What is needed –
Give all of the records again. Match them exactly.
Segment Open
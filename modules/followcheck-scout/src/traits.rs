// Page-accessor boundary.
//
// Everything that talks to a live browser sits behind PageAccessor so the
// harvester and fetcher can be driven by MockPage in tests: no browser,
// no network, no wall-clock waits.

use std::time::Duration;

use async_trait::async_trait;

use followcheck_common::PageError;

/// Serialized rendered content of the current page at one moment.
#[derive(Debug, Clone, PartialEq, Eq)]
pub struct Snapshot {
    pub url: String,
    pub html: String,
}

impl Snapshot {
    pub fn new(url: impl Into<String>, html: impl Into<String>) -> Self {
        Self {
            url: url.into(),
            html: html.into(),
        }
    }

    /// Raw size in bytes; the harvester's second progress signal.
    pub fn size(&self) -> usize {
        self.html.len()
    }
}

/// Conditions a caller can block on instead of sleeping blindly.
#[derive(Debug, Clone, PartialEq, Eq)]
pub enum WaitCondition {
    /// Rendered content has grown past `baseline` bytes.
    ContentGrows { baseline: usize },
    /// Rendered content contains the given marker (e.g. `"<header"`).
    Contains(String),
}

impl WaitCondition {
    pub fn is_met(&self, snapshot: &Snapshot) -> bool {
        match self {
            WaitCondition::ContentGrows { baseline } => snapshot.size() > *baseline,
            WaitCondition::Contains(marker) => snapshot.html.contains(marker.as_str()),
        }
    }
}

#[async_trait]
pub trait PageAccessor: Send + Sync {
    /// Load `url` as the current page. Fails with `PageError::Navigation` when
    /// the target is unreachable or blocked.
    async fn navigate(&self, url: &str) -> Result<(), PageError>;

    /// Serialized rendered content of the current page.
    async fn snapshot(&self) -> Result<Snapshot, PageError>;

    /// Scroll the container matching `container_hint` (or the window) to its
    /// current bottom.
    async fn scroll_to_bottom(&self, container_hint: Option<&str>) -> Result<(), PageError>;

    /// Block until `condition` holds or `timeout` elapses. `Ok(false)` is a
    /// timeout, not an error.
    async fn wait_for(&self, condition: &WaitCondition, timeout: Duration)
        -> Result<bool, PageError>;
}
Segment Closed
Result –
filename modules/followcheck-scout/src/traits.rs
// Page-accessor boundary.
//
// Everything that talks to a live browser sits behind PageAccessor so the
// harvester and fetcher can be driven by MockPage in tests: no browser,
// no network, no wall-clock waits.

use std::time::Duration;

use async_trait::async_trait;

use followcheck_common::PageError;

/// Serialized rendered content of the current page at one moment.
#[derive(Debug, Clone, PartialEq, Eq)]
pub struct Snapshot {
    pub url: String,
    pub html: String,
}

impl Snapshot {
    pub fn new(url: impl Into<String>, html: impl Into<String>) -> Self {
        Self {
            url: url.into(),
            html: html.into(),
        }
    }

    /// Raw size in bytes; the harvester's second progress signal.
    pub fn size(&self) -> usize {
        self.html.len()
    }
}

/// Conditions a caller can block on instead of sleeping blindly.
#[derive(Debug, Clone, PartialEq, Eq)]
pub enum WaitCondition {
    /// Rendered content has grown past `baseline` bytes.
    ContentGrows { baseline: usize },
    /// Rendered content contains the given marker (e.g. `"<header"`).
    Contains(String),
}

impl WaitCondition {
    pub fn is_met(&self, snapshot: &Snapshot) -> bool {
        match self {
            WaitCondition::ContentGrows { baseline } => snapshot.size() > *baseline,
            WaitCondition::Contains(marker) => snapshot.html.contains(marker.as_str()),
        }
    }
}

#[async_trait]
pub trait PageAccessor: Send + Sync {
    /// Load `url` as the current page. Fails with `PageError::Navigation` when
    /// the target is unreachable or blocked.
    async fn navigate(&self, url: &str) -> Result<(), PageError>;

    /// Serialized rendered content of the current page.
    async fn snapshot(&self) -> Result<Snapshot, PageError>;

    /// Scroll the container matching `container_hint` (or the window) to its
    /// current bottom.
    async fn scroll_to_bottom(&self, container_hint: Option<&str>) -> Result<(), PageError>;

    /// Block until `condition` holds or `timeout` elapses. `Ok(false)` is a
    /// timeout, not an error.
    async fn wait_for(&self, condition: &WaitCondition, timeout: Duration)
        -> Result<bool, PageError>;
}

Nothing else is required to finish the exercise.